Wherever the string "commands" shows up in the records below, return that line.

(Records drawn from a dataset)

::::::::::

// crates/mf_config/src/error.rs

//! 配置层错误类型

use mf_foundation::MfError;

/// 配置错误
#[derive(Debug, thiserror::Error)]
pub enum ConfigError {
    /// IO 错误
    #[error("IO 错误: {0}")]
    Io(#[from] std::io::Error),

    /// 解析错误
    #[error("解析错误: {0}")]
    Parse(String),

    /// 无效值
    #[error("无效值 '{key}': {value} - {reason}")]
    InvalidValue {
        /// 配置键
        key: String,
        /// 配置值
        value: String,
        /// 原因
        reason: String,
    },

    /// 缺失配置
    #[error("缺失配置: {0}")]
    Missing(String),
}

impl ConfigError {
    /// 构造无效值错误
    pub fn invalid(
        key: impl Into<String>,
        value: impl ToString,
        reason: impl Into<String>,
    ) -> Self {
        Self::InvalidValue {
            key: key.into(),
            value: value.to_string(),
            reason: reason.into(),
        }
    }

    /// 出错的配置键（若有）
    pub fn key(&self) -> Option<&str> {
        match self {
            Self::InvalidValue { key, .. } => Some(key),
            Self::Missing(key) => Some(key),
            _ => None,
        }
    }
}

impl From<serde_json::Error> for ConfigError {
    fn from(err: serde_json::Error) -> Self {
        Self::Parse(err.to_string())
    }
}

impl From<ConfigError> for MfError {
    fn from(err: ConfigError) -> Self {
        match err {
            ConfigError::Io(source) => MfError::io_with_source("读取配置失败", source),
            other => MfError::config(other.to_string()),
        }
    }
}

::::::::::

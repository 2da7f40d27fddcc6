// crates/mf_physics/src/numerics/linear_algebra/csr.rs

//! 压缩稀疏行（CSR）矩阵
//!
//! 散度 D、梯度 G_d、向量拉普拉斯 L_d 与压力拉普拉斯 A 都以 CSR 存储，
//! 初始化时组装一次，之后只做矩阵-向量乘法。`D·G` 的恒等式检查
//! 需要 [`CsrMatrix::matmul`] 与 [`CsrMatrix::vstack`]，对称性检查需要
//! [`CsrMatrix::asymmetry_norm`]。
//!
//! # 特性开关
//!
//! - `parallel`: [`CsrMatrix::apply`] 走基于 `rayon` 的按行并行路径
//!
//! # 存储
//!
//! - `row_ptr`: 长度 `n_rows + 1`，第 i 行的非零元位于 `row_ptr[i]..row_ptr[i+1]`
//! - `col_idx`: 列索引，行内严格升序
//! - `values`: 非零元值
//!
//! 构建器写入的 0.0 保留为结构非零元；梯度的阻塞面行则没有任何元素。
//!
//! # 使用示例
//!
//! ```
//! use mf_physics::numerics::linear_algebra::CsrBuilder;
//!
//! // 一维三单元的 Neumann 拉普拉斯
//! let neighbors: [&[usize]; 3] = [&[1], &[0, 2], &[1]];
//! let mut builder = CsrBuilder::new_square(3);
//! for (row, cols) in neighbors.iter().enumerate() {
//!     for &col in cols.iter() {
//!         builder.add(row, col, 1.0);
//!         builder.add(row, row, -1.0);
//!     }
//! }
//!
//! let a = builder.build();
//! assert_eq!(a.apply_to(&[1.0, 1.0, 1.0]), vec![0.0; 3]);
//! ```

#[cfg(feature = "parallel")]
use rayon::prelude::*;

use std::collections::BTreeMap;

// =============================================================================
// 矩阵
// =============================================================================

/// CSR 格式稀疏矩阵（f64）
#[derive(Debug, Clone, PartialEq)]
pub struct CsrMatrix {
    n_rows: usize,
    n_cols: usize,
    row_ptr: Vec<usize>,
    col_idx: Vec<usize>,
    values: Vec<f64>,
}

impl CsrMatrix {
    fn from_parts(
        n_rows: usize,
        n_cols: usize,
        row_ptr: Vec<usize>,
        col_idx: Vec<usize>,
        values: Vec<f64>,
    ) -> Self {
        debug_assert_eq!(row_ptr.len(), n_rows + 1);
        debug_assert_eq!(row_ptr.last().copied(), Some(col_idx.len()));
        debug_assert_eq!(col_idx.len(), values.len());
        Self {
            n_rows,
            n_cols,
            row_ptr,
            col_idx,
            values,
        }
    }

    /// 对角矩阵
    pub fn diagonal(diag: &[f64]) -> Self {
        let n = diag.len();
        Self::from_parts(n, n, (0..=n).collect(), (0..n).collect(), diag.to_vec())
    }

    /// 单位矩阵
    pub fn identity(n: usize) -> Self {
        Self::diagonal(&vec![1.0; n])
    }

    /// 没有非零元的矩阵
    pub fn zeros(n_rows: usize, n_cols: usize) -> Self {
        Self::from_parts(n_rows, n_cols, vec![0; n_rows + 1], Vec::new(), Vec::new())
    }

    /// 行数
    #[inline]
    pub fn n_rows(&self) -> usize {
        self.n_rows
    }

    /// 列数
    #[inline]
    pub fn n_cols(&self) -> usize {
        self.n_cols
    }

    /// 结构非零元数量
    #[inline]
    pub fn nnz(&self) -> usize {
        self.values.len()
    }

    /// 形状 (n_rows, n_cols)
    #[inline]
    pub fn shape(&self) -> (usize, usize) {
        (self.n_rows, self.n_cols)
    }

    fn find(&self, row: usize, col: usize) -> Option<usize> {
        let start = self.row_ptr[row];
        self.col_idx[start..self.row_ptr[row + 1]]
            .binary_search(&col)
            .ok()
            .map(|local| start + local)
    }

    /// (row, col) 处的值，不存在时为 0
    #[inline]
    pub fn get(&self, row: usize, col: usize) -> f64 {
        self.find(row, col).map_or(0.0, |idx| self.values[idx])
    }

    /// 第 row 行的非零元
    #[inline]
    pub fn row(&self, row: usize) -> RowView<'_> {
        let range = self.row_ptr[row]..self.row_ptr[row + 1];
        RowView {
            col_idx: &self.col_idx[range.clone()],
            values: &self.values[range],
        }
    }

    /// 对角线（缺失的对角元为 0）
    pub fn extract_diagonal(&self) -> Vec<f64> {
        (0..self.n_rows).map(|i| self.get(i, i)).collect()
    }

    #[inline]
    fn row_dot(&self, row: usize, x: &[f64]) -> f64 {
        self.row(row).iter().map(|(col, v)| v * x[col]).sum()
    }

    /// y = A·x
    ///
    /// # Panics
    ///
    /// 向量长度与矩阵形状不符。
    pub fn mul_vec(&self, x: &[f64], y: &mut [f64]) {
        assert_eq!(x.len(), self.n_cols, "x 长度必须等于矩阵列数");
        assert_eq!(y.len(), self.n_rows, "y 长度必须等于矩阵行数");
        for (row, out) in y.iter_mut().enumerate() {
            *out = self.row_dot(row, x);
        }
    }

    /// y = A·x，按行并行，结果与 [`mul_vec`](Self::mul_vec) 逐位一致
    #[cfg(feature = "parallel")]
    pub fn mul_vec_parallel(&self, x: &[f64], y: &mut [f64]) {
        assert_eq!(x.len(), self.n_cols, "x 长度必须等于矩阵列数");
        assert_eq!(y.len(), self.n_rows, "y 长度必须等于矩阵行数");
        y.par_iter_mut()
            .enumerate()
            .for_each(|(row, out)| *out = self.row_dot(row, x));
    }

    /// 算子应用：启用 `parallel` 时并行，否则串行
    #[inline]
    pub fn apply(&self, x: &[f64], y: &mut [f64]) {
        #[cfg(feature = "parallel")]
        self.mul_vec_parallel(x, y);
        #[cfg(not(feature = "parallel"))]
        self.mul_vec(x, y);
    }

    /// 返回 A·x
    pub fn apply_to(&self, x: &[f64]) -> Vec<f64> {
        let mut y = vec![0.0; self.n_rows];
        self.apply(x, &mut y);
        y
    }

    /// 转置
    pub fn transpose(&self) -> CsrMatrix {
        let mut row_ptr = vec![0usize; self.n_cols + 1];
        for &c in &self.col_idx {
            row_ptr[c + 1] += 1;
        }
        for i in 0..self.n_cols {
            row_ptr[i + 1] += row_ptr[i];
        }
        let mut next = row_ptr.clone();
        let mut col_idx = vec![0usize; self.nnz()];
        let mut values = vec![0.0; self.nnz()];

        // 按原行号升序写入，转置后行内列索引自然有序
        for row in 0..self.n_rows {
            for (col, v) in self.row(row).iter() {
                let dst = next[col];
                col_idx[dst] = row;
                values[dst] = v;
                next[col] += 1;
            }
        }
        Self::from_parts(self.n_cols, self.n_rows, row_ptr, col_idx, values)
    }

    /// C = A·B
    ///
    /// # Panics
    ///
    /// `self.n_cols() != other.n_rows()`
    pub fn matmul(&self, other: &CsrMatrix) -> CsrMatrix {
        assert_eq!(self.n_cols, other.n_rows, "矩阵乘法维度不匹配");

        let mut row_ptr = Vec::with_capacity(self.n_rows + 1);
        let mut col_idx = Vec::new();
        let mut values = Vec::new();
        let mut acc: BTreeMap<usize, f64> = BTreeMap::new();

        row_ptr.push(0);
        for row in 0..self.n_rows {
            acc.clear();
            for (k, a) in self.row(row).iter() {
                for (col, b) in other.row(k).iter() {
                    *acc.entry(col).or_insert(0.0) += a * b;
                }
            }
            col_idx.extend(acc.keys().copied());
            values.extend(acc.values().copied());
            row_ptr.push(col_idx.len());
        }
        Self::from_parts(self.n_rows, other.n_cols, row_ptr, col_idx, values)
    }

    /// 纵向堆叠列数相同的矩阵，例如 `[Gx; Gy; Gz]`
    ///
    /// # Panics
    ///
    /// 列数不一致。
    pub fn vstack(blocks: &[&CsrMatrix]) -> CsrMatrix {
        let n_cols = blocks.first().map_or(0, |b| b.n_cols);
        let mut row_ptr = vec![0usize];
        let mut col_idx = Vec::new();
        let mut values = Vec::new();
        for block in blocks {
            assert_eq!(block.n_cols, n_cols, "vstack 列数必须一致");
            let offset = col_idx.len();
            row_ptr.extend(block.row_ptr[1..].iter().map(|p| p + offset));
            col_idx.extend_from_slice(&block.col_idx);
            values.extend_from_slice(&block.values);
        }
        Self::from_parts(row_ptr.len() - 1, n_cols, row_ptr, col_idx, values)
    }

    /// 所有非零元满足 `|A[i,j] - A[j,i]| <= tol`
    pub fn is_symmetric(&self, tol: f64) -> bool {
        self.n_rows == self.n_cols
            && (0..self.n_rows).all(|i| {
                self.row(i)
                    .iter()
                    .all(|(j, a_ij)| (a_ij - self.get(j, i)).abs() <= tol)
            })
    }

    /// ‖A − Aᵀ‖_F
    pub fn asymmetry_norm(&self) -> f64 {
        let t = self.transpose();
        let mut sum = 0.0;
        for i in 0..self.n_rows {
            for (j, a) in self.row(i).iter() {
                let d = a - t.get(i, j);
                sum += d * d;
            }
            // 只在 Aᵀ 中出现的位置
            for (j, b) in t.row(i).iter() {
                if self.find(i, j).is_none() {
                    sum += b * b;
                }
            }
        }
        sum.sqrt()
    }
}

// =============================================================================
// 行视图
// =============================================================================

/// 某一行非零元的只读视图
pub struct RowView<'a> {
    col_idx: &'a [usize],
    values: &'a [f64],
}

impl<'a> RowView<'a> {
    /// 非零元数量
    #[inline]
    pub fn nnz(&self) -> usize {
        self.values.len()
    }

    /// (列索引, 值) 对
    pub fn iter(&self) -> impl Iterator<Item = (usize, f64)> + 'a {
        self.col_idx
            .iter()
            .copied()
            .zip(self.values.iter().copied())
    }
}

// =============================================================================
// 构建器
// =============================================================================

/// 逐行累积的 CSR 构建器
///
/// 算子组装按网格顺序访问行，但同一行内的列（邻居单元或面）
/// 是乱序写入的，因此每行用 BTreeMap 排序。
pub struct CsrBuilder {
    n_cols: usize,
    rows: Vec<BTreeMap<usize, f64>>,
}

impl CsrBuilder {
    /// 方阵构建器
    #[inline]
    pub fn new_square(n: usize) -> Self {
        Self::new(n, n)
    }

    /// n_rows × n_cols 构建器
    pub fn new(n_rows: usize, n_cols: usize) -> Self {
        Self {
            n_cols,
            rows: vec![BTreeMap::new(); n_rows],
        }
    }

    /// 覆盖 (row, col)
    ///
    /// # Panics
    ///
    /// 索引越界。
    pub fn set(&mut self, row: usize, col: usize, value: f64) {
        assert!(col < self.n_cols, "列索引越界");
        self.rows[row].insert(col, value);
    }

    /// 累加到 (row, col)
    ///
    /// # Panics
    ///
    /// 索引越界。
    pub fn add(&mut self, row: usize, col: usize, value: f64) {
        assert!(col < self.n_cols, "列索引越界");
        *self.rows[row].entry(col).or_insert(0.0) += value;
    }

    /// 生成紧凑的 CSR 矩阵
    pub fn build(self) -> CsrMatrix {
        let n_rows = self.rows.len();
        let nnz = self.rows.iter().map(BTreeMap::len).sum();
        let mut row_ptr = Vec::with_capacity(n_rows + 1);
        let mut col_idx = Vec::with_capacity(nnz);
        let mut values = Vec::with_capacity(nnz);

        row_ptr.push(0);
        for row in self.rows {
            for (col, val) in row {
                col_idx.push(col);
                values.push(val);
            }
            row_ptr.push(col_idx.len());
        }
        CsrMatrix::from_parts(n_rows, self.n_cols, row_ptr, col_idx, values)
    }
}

::::::::::

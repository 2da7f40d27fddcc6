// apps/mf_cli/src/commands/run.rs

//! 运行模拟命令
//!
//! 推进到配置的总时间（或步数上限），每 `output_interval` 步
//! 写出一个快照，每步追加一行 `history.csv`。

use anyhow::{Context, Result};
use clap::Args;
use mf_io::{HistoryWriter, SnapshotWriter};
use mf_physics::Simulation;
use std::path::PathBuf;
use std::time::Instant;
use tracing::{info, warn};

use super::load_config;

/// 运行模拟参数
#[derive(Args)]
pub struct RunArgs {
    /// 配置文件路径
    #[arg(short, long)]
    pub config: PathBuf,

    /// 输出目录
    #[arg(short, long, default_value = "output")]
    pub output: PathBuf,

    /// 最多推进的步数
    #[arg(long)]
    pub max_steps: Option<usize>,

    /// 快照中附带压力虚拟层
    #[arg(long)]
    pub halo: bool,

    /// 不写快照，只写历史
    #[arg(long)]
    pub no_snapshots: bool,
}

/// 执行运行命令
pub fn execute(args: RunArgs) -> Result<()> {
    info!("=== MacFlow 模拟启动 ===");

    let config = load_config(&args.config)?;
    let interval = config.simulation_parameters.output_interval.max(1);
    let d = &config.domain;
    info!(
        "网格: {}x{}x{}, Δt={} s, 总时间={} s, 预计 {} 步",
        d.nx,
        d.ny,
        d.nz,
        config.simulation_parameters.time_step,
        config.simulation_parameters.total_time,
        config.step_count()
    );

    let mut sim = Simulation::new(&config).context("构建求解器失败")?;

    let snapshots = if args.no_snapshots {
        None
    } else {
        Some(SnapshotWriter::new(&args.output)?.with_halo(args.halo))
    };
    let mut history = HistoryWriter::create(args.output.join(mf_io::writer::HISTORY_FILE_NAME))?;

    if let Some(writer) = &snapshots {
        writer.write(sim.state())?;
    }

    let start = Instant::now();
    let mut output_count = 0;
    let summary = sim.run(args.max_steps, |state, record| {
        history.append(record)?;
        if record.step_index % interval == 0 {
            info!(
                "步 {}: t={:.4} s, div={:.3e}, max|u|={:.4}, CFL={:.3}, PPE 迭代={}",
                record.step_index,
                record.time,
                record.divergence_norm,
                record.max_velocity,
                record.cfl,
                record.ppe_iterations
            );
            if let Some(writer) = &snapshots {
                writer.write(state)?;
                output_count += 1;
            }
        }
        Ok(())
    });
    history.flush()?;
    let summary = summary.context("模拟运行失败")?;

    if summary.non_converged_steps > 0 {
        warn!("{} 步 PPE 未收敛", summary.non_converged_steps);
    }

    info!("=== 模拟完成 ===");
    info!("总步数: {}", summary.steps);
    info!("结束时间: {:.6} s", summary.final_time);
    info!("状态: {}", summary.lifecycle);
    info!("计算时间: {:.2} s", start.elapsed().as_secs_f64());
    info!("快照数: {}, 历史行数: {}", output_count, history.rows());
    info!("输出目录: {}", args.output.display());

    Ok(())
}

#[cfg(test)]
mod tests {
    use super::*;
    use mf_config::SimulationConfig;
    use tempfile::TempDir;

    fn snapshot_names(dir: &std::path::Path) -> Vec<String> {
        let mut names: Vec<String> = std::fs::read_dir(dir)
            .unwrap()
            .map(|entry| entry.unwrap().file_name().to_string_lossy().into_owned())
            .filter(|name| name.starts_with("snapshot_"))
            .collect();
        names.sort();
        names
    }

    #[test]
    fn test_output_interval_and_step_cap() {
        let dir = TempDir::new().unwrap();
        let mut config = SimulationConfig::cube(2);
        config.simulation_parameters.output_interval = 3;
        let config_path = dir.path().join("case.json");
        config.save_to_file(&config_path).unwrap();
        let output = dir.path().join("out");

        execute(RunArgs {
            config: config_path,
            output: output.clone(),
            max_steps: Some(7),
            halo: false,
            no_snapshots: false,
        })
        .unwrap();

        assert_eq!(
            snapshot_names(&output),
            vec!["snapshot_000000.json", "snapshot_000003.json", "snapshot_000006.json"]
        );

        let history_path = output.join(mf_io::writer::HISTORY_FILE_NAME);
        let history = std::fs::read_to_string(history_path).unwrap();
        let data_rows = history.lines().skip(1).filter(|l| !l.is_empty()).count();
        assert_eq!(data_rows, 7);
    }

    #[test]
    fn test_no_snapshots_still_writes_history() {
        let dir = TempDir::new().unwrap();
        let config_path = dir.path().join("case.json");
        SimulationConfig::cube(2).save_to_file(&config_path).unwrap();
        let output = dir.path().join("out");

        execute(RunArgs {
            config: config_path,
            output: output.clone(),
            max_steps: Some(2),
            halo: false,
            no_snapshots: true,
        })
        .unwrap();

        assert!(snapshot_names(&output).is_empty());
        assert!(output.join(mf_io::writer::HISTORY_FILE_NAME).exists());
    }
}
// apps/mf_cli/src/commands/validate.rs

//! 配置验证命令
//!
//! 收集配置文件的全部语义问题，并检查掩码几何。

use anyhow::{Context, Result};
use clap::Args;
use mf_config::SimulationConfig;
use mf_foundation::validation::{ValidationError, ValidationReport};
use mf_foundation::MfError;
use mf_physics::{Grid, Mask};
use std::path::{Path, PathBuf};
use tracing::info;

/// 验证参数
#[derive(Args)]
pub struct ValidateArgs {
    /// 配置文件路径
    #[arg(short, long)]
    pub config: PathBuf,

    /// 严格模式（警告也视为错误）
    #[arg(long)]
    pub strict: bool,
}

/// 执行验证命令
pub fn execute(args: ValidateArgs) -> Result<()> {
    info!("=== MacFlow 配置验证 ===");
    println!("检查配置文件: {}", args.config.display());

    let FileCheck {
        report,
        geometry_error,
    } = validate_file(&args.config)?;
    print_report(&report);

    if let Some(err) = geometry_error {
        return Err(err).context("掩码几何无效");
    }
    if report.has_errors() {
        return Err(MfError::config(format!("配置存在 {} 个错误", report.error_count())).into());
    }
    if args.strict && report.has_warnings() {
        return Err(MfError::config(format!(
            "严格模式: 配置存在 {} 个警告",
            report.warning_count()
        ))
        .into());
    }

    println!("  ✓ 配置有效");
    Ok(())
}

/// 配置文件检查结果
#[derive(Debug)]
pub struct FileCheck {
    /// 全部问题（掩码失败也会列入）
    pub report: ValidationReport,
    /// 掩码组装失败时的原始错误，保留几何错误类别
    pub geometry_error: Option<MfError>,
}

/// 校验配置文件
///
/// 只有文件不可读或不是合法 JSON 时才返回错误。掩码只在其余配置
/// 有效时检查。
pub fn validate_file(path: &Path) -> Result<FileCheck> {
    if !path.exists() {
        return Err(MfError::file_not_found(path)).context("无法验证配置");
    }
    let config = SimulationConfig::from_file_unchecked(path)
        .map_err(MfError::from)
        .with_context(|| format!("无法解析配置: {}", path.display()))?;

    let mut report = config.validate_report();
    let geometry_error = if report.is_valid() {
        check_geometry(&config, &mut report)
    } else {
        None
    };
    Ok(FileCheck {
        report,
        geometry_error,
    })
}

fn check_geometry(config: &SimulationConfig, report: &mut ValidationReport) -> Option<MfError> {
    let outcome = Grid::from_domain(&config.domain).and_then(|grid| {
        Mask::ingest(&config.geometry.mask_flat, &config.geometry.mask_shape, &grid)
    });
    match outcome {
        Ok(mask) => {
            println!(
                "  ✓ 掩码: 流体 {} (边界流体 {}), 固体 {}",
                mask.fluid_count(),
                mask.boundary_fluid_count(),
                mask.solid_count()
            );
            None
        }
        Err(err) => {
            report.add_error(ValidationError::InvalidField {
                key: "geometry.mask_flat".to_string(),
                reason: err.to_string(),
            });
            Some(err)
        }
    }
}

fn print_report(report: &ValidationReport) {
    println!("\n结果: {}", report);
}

::::::::::

_WRITTEN ANSWER_
// apps/mf_cli/src/commands/run.rs
// apps/mf_cli/src/commands/validate.rs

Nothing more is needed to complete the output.